WHAT NEEDS TO BE DONE – Bring together all lines from the listing below that contain the string "action".
═══ DATASET ENTRIES
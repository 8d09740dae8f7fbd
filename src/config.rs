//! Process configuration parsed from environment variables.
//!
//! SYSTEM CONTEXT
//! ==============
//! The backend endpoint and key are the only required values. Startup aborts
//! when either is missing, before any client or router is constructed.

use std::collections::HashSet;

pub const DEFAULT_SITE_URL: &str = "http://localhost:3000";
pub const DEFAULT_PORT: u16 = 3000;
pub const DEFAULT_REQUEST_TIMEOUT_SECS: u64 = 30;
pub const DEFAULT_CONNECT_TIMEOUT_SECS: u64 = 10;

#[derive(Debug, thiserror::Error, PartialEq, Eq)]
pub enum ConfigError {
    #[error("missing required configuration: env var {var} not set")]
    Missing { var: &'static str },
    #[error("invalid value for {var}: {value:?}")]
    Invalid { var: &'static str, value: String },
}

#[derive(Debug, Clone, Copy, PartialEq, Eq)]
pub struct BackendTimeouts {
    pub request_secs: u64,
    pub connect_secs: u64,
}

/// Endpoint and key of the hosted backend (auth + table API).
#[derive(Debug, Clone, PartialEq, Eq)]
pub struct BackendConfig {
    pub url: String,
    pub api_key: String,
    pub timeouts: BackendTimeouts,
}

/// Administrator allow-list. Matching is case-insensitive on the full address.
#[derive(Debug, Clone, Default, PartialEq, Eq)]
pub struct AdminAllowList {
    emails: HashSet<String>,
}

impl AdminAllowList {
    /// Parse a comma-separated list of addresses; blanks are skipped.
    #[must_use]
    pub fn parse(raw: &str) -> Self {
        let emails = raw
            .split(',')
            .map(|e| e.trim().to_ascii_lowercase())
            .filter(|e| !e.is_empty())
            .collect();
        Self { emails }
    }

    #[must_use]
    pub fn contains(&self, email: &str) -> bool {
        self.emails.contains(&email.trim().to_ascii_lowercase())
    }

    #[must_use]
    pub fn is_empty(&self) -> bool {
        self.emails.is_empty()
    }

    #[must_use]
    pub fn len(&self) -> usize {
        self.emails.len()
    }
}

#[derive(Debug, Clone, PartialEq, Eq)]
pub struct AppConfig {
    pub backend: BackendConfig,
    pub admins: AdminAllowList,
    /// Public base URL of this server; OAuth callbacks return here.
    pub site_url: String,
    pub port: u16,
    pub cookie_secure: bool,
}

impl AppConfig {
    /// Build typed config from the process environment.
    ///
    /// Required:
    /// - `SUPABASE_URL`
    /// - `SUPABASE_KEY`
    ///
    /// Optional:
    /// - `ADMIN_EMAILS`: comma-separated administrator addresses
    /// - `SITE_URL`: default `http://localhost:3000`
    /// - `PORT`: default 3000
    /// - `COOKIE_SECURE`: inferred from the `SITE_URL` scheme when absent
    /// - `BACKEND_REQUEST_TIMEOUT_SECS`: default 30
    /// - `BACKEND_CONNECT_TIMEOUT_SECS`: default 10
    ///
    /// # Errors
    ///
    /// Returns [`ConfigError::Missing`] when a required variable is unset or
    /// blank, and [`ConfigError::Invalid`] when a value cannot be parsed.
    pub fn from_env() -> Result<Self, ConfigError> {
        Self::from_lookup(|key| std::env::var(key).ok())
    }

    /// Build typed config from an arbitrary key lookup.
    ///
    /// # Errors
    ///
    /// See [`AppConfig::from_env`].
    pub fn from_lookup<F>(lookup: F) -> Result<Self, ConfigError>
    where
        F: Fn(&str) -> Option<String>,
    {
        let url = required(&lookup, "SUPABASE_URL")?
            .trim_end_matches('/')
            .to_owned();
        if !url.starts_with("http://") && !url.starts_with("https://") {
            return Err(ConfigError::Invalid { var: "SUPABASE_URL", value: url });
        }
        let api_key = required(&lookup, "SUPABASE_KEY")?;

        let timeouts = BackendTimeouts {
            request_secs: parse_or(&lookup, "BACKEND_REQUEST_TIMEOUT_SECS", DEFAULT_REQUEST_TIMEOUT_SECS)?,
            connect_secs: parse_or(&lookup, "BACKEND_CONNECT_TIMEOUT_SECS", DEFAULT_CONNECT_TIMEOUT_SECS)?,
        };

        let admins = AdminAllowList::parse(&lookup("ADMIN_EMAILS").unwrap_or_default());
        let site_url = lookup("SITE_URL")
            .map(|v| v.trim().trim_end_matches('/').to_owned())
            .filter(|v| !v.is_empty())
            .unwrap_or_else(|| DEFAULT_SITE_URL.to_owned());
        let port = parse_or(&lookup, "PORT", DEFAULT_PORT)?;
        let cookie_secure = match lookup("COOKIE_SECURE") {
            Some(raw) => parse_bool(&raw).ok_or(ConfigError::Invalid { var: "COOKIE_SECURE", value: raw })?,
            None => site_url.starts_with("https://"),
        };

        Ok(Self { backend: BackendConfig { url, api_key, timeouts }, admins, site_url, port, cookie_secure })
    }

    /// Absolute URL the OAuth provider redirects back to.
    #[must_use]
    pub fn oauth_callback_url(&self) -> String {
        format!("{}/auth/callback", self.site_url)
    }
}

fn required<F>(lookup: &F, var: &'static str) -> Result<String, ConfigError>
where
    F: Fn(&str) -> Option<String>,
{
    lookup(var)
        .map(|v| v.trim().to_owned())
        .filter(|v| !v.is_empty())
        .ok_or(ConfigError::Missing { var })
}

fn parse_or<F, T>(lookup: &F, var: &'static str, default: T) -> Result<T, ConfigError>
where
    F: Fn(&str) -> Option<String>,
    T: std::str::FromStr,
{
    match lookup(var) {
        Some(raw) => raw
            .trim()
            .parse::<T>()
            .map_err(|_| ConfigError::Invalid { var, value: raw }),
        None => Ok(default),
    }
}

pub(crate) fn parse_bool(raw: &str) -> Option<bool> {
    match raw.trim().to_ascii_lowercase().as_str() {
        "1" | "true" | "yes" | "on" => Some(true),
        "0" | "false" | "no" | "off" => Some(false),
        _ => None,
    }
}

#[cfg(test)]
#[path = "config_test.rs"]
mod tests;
══════
═══ DATASET ENTRIES
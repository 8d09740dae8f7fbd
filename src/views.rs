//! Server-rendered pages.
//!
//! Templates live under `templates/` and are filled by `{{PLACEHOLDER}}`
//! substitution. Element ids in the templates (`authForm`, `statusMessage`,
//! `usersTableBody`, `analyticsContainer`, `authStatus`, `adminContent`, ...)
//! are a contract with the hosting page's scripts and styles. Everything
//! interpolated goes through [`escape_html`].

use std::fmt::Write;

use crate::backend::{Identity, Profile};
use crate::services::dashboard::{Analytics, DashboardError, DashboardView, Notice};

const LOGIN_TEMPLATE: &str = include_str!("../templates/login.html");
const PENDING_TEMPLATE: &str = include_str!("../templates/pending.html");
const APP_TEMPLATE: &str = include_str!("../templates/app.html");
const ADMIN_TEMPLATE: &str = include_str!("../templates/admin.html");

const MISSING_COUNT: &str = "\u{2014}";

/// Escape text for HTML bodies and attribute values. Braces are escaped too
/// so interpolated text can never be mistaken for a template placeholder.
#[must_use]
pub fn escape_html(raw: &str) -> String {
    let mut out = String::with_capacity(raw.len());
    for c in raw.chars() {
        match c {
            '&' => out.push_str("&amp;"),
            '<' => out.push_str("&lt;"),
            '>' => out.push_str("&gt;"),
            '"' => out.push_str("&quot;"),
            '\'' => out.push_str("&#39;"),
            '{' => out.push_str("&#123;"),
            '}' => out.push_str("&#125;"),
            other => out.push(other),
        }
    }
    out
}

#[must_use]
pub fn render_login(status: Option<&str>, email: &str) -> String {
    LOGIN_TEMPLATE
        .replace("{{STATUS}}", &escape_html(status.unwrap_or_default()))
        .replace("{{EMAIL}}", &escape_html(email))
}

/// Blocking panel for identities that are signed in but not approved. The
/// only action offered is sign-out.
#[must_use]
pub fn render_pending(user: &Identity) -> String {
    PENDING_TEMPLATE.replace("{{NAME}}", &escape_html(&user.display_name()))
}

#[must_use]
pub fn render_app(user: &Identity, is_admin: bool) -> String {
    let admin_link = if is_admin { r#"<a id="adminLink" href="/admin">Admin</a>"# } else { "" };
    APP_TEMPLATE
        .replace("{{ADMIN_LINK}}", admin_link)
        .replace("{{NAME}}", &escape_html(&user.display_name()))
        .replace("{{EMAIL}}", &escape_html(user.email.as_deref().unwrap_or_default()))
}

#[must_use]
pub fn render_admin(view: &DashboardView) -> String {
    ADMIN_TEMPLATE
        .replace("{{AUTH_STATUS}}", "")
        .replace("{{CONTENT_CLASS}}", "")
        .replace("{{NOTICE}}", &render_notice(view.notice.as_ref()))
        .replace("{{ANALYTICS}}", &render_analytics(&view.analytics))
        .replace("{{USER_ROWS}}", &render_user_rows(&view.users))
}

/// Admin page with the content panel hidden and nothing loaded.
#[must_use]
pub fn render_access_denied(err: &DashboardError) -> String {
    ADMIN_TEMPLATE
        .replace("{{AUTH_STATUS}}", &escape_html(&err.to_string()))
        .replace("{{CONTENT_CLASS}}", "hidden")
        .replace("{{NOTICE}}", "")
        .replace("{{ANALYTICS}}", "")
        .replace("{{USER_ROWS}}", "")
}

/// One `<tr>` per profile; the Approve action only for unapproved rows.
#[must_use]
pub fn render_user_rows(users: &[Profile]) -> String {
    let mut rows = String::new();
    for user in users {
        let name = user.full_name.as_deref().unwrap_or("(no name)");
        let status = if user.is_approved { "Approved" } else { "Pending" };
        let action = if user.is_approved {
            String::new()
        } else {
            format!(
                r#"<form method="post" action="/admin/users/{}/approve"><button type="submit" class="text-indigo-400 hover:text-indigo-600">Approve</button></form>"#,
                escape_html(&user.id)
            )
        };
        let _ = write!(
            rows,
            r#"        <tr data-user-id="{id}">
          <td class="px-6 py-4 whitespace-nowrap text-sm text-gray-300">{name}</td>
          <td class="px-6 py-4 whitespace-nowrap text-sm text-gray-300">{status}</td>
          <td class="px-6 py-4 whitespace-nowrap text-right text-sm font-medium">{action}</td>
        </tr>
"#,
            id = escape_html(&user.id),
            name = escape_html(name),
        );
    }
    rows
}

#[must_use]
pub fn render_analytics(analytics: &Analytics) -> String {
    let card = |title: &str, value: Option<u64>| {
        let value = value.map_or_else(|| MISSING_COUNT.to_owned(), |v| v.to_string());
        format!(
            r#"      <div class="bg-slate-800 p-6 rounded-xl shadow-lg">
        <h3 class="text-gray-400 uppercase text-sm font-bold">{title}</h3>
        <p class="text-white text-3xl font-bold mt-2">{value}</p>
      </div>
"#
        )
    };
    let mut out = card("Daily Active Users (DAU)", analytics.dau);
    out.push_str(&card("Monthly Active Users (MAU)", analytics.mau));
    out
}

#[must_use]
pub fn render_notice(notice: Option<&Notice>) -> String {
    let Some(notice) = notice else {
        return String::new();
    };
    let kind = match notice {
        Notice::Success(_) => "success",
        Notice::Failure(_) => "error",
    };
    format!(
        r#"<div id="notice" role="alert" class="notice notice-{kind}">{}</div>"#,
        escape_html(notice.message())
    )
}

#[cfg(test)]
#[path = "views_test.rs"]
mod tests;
══════
COMPLETED EXERCISE –
/// only action offered is sign-out.
/// One `<tr>` per profile; the Approve action only for unapproved rows.
        let action = if user.is_approved {
                r#"<form method="post" action="/admin/users/{}/approve"><button type="submit" class="text-indigo-400 hover:text-indigo-600">Approve</button></form>"#,
          <td class="px-6 py-4 whitespace-nowrap text-right text-sm font-medium">{action}</td>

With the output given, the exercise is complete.